Kemal Çiçek / kcicek@bugun.com.tr
Lozan’da 6 Ağustos 1923’te ABD ile ülkemizde çok az bilinen ve meşhur Lozan Antlaşması’yla karıştırılan ‘Dostluk ve Ticaret Antlaşması’ imzalandı. Diplomatik ilişkiler, antlaşmayı onaylamayan ABD Senatosu’nun by-pass edilmesiyle 1927’de kuruldu. Türkiye ile Amerika arasında imzalanan bir antlaşma olmasına rağmen “Öteki” Lozan Antlaşması unutulmuştur. Her ne kadar yürürlüğe girmemiş olsa da antlaşmanın imzalanmasından sonra yaşanan onay süreci ve Ermeniler’in yürüttüğü “Lozan’a Hayır Kampanyası” 2015 yılında kopacak fırtınaya ve Türk-Ermeni lobi savaşlarına ışık tutacak niteliktedir.

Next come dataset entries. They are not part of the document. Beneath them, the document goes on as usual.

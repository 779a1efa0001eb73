use rand::{seq::SliceRandom, Rng};
use std::collections::HashSet;
use std::sync::Arc;

use crate::{
    config::Config,
    errors::AppResult,
    models::domain::{Difficulty, QuestionId, QuestionRecord, Subject, Track},
    repositories::{QuestionFilter, QuestionRepository},
    services::question_generator::{GenerationRequest, QuestionGenerator},
};

#[derive(Debug, Clone, Copy, PartialEq)]
pub struct SelectionPolicy {
    /// Minimum share of the requested count a generated batch must reach to
    /// be used at all.
    pub generation_success_threshold: f64,
    /// Fall back to any difficulty when the exact cell has nothing left.
    pub relax_difficulty: bool,
}

impl Default for SelectionPolicy {
    fn default() -> Self {
        Self {
            generation_success_threshold: 0.7,
            relax_difficulty: true,
        }
    }
}

impl SelectionPolicy {
    pub fn from_config(config: &Config) -> Self {
        Self {
            generation_success_threshold: config.generation_success_threshold,
            relax_difficulty: config.relax_difficulty_fallback,
        }
    }

    fn accepts(&self, produced: usize, requested: usize) -> bool {
        produced as f64 >= requested as f64 * self.generation_success_threshold
    }
}

pub struct QuestionSelector {
    repository: Arc<dyn QuestionRepository>,
    generator: Option<Arc<dyn QuestionGenerator>>,
    policy: SelectionPolicy,
}

impl QuestionSelector {
    pub fn new(
        repository: Arc<dyn QuestionRepository>,
        generator: Option<Arc<dyn QuestionGenerator>>,
        policy: SelectionPolicy,
    ) -> Self {
        Self {
            repository,
            generator,
            policy,
        }
    }

    pub fn repository(&self) -> &Arc<dyn QuestionRepository> {
        &self.repository
    }

    /// Picks up to `count` questions for one (subject, difficulty) cell,
    /// never returning an id in `exclude`. Generated questions are tried
    /// first; the repository fills whatever is still missing. A short or
    /// empty result is not an error.
    pub async fn select<R: Rng + ?Sized>(
        &self,
        subject: Subject,
        track: Track,
        difficulty: Difficulty,
        count: usize,
        exclude: &HashSet<QuestionId>,
        rng: &mut R,
    ) -> AppResult<Vec<QuestionRecord>> {
        if count == 0 {
            return Ok(Vec::new());
        }

        let mut selected = self
            .try_generate(subject, track, difficulty, count, exclude)
            .await;
        let generated = selected.len();

        let remaining = count - selected.len();
        if remaining == 0 {
            return Ok(selected);
        }

        let mut taken: HashSet<QuestionId> = exclude.clone();
        taken.extend(selected.iter().map(|q| q.id));

        let exact = QuestionFilter::for_track(track)
            .with_subject(subject)
            .with_difficulty(difficulty);
        let mut pool = self.available(&exact, &taken).await?;

        if pool.is_empty() && generated == 0 && self.policy.relax_difficulty {
            log::warn!(
                "No {} {} {} questions left, relaxing difficulty",
                track,
                subject,
                difficulty
            );
            let relaxed = QuestionFilter::for_track(track).with_subject(subject);
            pool = self.available(&relaxed, &taken).await?;
        }

        pool.shuffle(rng);
        pool.truncate(remaining);
        selected.extend(pool);

        log::debug!(
            "Selected {}/{} {} {} {} questions ({} generated)",
            selected.len(),
            count,
            track,
            subject,
            difficulty,
            generated
        );

        Ok(selected)
    }

    /// Random draw straight from the repository, used for topic- and
    /// chapter-scoped picks that bypass the generator.
    pub async fn draw<R: Rng + ?Sized>(
        &self,
        filter: &QuestionFilter,
        count: usize,
        exclude: &HashSet<QuestionId>,
        rng: &mut R,
    ) -> AppResult<Vec<QuestionRecord>> {
        if count == 0 {
            return Ok(Vec::new());
        }
        let mut pool = self.available(filter, exclude).await?;
        pool.shuffle(rng);
        pool.truncate(count);
        Ok(pool)
    }

    async fn available(
        &self,
        filter: &QuestionFilter,
        exclude: &HashSet<QuestionId>,
    ) -> AppResult<Vec<QuestionRecord>> {
        let mut questions = self.repository.find_questions(filter).await?;
        questions.retain(|q| !exclude.contains(&q.id));
        Ok(questions)
    }

    /// Returns the generated batch only if it clears the success threshold;
    /// a failed or short batch yields nothing.
    async fn try_generate(
        &self,
        subject: Subject,
        track: Track,
        difficulty: Difficulty,
        count: usize,
        exclude: &HashSet<QuestionId>,
    ) -> Vec<QuestionRecord> {
        let Some(generator) = &self.generator else {
            return Vec::new();
        };

        let request = GenerationRequest::new(track, subject, difficulty, count);
        let batch = match generator.generate(&request).await {
            Ok(batch) => batch,
            Err(e) => {
                log::warn!(
                    "Question generator failed for {} {} {}: {}; using repository",
                    track,
                    subject,
                    difficulty,
                    e
                );
                return Vec::new();
            }
        };

        if !self.policy.accepts(batch.len(), count) {
            log::warn!(
                "Generator produced only {}/{} {} {} {} questions, discarding batch",
                batch.len(),
                count,
                track,
                subject,
                difficulty
            );
            return Vec::new();
        }

        let mut seen = HashSet::new();
        let mut accepted: Vec<QuestionRecord> = batch
            .into_iter()
            .filter(|q| q.subject == subject && !exclude.contains(&q.id) && seen.insert(q.id))
            .collect();
        accepted.truncate(count);
        accepted
    }
}

#[cfg(test)]
mod tests {
    use super::*;
    use crate::errors::GenerationError;
    use crate::repositories::question_repository::MockQuestionRepository;
    use crate::services::question_generator::MockQuestionGenerator;
    use crate::test_utils::fixtures::{generated_questions, question, question_bank};
    use rand::{rngs::StdRng, SeedableRng};

    fn repository_over(bank: Vec<QuestionRecord>) -> Arc<dyn QuestionRepository> {
        let mut repo = MockQuestionRepository::new();
        repo.expect_find_questions()
            .returning(move |filter| Ok(bank.iter().filter(|q| filter.matches(q)).cloned().collect()));
        Arc::new(repo)
    }

    fn generator_producing(n: usize) -> Arc<dyn QuestionGenerator> {
        let mut generator = MockQuestionGenerator::new();
        generator
            .expect_generate()
            .returning(move |request| Ok(generated_questions(request, n)));
        Arc::new(generator)
    }

    fn failing_generator() -> Arc<dyn QuestionGenerator> {
        let mut generator = MockQuestionGenerator::new();
        generator
            .expect_generate()
            .returning(|_| Err(GenerationError::Provider("quota exceeded".to_string())));
        Arc::new(generator)
    }

    #[tokio::test]
    async fn failing_generator_falls_back_to_repository() {
        let selector = QuestionSelector::new(
            repository_over(question_bank(Track::Neet, 6)),
            Some(failing_generator()),
            SelectionPolicy::default(),
        );
        let mut rng = StdRng::seed_from_u64(7);

        let picked = selector
            .select(Subject::Physics, Track::Neet, Difficulty::Easy, 5, &HashSet::new(), &mut rng)
            .await
            .expect("selection should succeed");

        assert_eq!(picked.len(), 5);
        assert!(picked.iter().all(|q| !q.id.is_transient()));
        assert!(picked
            .iter()
            .all(|q| q.subject == Subject::Physics && q.difficulty == Difficulty::Easy));
    }

    #[tokio::test]
    async fn batch_at_threshold_is_topped_up_from_repository() {
        let selector = QuestionSelector::new(
            repository_over(question_bank(Track::Neet, 6)),
            Some(generator_producing(7)),
            SelectionPolicy::default(),
        );
        let mut rng = StdRng::seed_from_u64(7);

        let picked = selector
            .select(Subject::Chemistry, Track::Neet, Difficulty::Medium, 10, &HashSet::new(), &mut rng)
            .await
            .expect("selection should succeed");

        assert_eq!(picked.len(), 10);
        assert_eq!(picked.iter().filter(|q| q.id.is_transient()).count(), 7);
    }

    #[tokio::test]
    async fn batch_below_threshold_is_discarded_entirely() {
        let selector = QuestionSelector::new(
            repository_over(question_bank(Track::Neet, 12)),
            Some(generator_producing(6)),
            SelectionPolicy::default(),
        );
        let mut rng = StdRng::seed_from_u64(7);

        let picked = selector
            .select(Subject::Biology, Track::Neet, Difficulty::Hard, 10, &HashSet::new(), &mut rng)
            .await
            .expect("selection should succeed");

        assert_eq!(picked.len(), 10);
        assert!(picked.iter().all(|q| !q.id.is_transient()));
    }

    #[tokio::test]
    async fn excluded_ids_are_never_returned() {
        let bank = question_bank(Track::Jee, 4);
        let exclude: HashSet<QuestionId> = bank
            .iter()
            .filter(|q| q.subject == Subject::Mathematics && q.difficulty == Difficulty::Easy)
            .take(3)
            .map(|q| q.id)
            .collect();
        let selector = QuestionSelector::new(repository_over(bank), None, SelectionPolicy::default());
        let mut rng = StdRng::seed_from_u64(1);

        let picked = selector
            .select(Subject::Mathematics, Track::Jee, Difficulty::Easy, 4, &exclude, &mut rng)
            .await
            .expect("selection should succeed");

        assert_eq!(picked.len(), 1);
        assert!(!exclude.contains(&picked[0].id));
    }

    #[tokio::test]
    async fn empty_difficulty_cell_relaxes_to_any_difficulty() {
        let bank = vec![
            question(1, Subject::Physics, Track::Jee, Difficulty::Easy, "Motion"),
            question(2, Subject::Physics, Track::Jee, Difficulty::Medium, "Optics"),
            question(3, Subject::Chemistry, Track::Jee, Difficulty::Hard, "Bonding"),
        ];
        let selector = QuestionSelector::new(repository_over(bank), None, SelectionPolicy::default());
        let mut rng = StdRng::seed_from_u64(3);

        let picked = selector
            .select(Subject::Physics, Track::Jee, Difficulty::Hard, 5, &HashSet::new(), &mut rng)
            .await
            .expect("selection should succeed");

        assert_eq!(picked.len(), 2);
        assert!(picked.iter().all(|q| q.subject == Subject::Physics));
    }

    #[tokio::test]
    async fn relaxation_can_be_disabled() {
        let bank = vec![question(1, Subject::Physics, Track::Jee, Difficulty::Easy, "Motion")];
        let policy = SelectionPolicy {
            relax_difficulty: false,
            ..SelectionPolicy::default()
        };
        let selector = QuestionSelector::new(repository_over(bank), None, policy);
        let mut rng = StdRng::seed_from_u64(3);

        let picked = selector
            .select(Subject::Physics, Track::Jee, Difficulty::Hard, 5, &HashSet::new(), &mut rng)
            .await
            .expect("selection should succeed");

        assert!(picked.is_empty());
    }

    #[tokio::test]
    async fn zero_count_touches_no_source() {
        let repo = MockQuestionRepository::new();
        let generator = MockQuestionGenerator::new();
        let selector = QuestionSelector::new(
            Arc::new(repo),
            Some(Arc::new(generator)),
            SelectionPolicy::default(),
        );
        let mut rng = StdRng::seed_from_u64(3);

        let picked = selector
            .select(Subject::Physics, Track::Neet, Difficulty::Easy, 0, &HashSet::new(), &mut rng)
            .await
            .expect("selection should succeed");

        assert!(picked.is_empty());
    }

    #[tokio::test]
    async fn same_seed_gives_same_selection() {
        let bank = question_bank(Track::Neet, 20);
        let selector = QuestionSelector::new(repository_over(bank), None, SelectionPolicy::default());

        let mut first_rng = StdRng::seed_from_u64(42);
        let mut second_rng = StdRng::seed_from_u64(42);
        let first = selector
            .select(Subject::Physics, Track::Neet, Difficulty::Medium, 5, &HashSet::new(), &mut first_rng)
            .await
            .expect("selection should succeed");
        let second = selector
            .select(Subject::Physics, Track::Neet, Difficulty::Medium, 5, &HashSet::new(), &mut second_rng)
            .await
            .expect("selection should succeed");

        let ids = |qs: &[QuestionRecord]| qs.iter().map(|q| q.id).collect::<Vec<_>>();
        assert_eq!(ids(&first), ids(&second));
    }
}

Osmanlı devleti ile Amerika birbirlerine karşı savaş ilan etmedi
Geçen haftaki yazımızda Lozan Antlaşması’nın perde arkası ve az bilinen yanlarını yazmıştık. Bu hafta, bu yazımızın devamı olarak ülkemizde çok az bilinen hatta meşhur Lozan Antlaşması’yla karıştırılan bir başka “Lozan Antlaş- ması”nı yazacağız. Bu antlaşma yine Lozan’da, fakat Amerika Birleşik Devletleri ile Türkiye arasında imza- lanmıştır. Antlaşmanın tam ismi “Dostluk ve Ticaret Anlaşması”dır. 6 Ağustos 1923 tarihinde imzalanmıştır. Antlaşmaya imza koyanlar Türkiye adına İsmet Paşa ve ABD adına Joseph Crew’dir.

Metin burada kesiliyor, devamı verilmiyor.